▶ **About this task**: Using the data beneath this instruction, retype only the lines from the one that contains "let initial = reducer(None, &Action::init());" down to the one that contains "and publishes it.", both included, exactly as they appear.
----------------
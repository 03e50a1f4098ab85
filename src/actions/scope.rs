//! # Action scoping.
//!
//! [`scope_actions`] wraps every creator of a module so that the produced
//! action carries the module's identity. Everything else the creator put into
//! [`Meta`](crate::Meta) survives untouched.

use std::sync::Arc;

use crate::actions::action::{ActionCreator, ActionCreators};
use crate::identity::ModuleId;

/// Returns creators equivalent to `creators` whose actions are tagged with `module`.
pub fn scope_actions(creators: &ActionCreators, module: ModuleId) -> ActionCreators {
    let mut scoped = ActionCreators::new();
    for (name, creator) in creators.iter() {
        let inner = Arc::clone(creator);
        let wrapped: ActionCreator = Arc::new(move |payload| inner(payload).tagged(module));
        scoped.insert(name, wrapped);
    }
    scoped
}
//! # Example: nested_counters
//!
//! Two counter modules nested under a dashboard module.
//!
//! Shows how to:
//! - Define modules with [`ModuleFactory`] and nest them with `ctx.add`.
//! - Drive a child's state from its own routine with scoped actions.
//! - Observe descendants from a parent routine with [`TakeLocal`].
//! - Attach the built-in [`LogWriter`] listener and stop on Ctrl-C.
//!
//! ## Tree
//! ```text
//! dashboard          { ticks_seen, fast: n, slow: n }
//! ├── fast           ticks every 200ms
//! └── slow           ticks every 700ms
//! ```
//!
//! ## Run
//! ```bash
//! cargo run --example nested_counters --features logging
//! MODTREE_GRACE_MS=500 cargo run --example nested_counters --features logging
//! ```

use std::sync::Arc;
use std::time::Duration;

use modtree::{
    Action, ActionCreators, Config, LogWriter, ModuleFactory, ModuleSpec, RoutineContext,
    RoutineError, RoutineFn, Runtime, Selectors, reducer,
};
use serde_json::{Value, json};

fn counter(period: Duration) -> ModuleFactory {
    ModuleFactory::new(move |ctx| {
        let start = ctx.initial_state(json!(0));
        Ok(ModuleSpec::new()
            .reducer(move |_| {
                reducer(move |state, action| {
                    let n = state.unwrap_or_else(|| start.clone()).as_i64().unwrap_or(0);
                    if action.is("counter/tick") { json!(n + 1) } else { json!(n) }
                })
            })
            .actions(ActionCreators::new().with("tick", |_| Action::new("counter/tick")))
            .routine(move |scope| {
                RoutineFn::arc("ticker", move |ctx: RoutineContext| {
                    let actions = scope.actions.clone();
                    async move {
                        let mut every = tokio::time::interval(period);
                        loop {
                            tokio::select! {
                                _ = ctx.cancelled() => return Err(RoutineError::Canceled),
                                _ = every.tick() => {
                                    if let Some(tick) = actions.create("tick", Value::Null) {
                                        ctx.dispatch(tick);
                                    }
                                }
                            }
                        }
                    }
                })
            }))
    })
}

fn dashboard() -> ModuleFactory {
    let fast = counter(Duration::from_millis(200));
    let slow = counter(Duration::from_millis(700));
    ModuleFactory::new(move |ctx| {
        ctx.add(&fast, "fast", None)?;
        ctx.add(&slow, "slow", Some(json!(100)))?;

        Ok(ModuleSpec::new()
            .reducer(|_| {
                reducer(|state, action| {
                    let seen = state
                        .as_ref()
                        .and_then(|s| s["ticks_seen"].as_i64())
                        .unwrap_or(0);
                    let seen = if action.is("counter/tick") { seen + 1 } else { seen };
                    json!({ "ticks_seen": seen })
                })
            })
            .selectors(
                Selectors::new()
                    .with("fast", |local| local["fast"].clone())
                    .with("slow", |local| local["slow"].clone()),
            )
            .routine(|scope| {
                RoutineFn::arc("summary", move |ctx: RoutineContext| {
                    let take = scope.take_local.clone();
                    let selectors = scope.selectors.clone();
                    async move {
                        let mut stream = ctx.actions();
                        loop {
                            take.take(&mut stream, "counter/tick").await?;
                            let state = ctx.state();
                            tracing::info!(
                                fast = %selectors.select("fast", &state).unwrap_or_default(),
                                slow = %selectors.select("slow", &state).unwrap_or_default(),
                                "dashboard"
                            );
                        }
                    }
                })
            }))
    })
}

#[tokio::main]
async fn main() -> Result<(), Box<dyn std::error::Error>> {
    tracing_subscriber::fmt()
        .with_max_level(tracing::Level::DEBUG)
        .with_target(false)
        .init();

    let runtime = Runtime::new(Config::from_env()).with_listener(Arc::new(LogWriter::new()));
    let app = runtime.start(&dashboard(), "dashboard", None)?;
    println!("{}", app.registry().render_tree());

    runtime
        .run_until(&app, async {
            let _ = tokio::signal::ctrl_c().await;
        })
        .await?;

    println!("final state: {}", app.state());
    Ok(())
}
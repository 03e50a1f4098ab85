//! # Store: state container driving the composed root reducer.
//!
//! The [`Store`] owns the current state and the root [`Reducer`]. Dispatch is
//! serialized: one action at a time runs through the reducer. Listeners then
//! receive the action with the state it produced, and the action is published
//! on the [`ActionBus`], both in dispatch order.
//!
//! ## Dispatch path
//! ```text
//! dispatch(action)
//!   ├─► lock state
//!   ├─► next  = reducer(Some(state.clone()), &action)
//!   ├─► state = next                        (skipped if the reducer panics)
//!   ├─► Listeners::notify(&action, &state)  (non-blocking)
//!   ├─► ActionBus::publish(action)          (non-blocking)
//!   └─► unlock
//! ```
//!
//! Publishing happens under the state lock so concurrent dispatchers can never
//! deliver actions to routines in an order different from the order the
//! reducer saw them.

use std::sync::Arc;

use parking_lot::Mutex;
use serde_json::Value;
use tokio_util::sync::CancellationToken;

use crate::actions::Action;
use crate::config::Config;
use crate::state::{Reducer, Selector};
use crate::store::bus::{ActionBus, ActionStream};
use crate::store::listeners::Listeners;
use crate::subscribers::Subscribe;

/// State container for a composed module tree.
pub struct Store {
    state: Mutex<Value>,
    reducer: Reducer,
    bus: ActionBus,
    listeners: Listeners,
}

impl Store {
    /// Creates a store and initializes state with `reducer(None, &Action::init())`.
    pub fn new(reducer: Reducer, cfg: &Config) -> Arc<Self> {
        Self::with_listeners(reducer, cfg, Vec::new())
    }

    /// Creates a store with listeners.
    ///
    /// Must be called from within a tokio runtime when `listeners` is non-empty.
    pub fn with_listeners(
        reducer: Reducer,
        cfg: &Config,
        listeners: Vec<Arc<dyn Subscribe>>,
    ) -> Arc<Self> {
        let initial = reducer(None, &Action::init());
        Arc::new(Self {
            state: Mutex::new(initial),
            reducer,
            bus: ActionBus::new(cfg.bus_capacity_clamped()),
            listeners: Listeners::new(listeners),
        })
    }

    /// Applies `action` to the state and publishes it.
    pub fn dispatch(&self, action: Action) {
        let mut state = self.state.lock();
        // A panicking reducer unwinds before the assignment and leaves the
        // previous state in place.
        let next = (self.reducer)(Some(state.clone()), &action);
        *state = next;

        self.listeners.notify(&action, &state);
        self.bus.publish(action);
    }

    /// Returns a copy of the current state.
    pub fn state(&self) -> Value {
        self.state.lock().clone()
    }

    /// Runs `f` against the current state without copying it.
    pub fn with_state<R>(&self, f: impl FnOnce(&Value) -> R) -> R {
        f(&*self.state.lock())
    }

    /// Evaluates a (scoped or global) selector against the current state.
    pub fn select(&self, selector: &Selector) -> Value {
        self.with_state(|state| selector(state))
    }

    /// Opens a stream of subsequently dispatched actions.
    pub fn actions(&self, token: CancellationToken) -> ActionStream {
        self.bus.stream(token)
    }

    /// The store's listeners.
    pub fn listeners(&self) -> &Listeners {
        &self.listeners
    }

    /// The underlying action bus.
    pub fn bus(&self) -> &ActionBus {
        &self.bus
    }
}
----------------
▶ **Your solution**:
        let initial = reducer(None, &Action::init());
        Arc::new(Self {
            state: Mutex::new(initial),
            reducer,
            bus: ActionBus::new(cfg.bus_capacity_clamped()),
            listeners: Listeners::new(listeners),
        })
    }

    /// Applies `action` to the state and publishes it.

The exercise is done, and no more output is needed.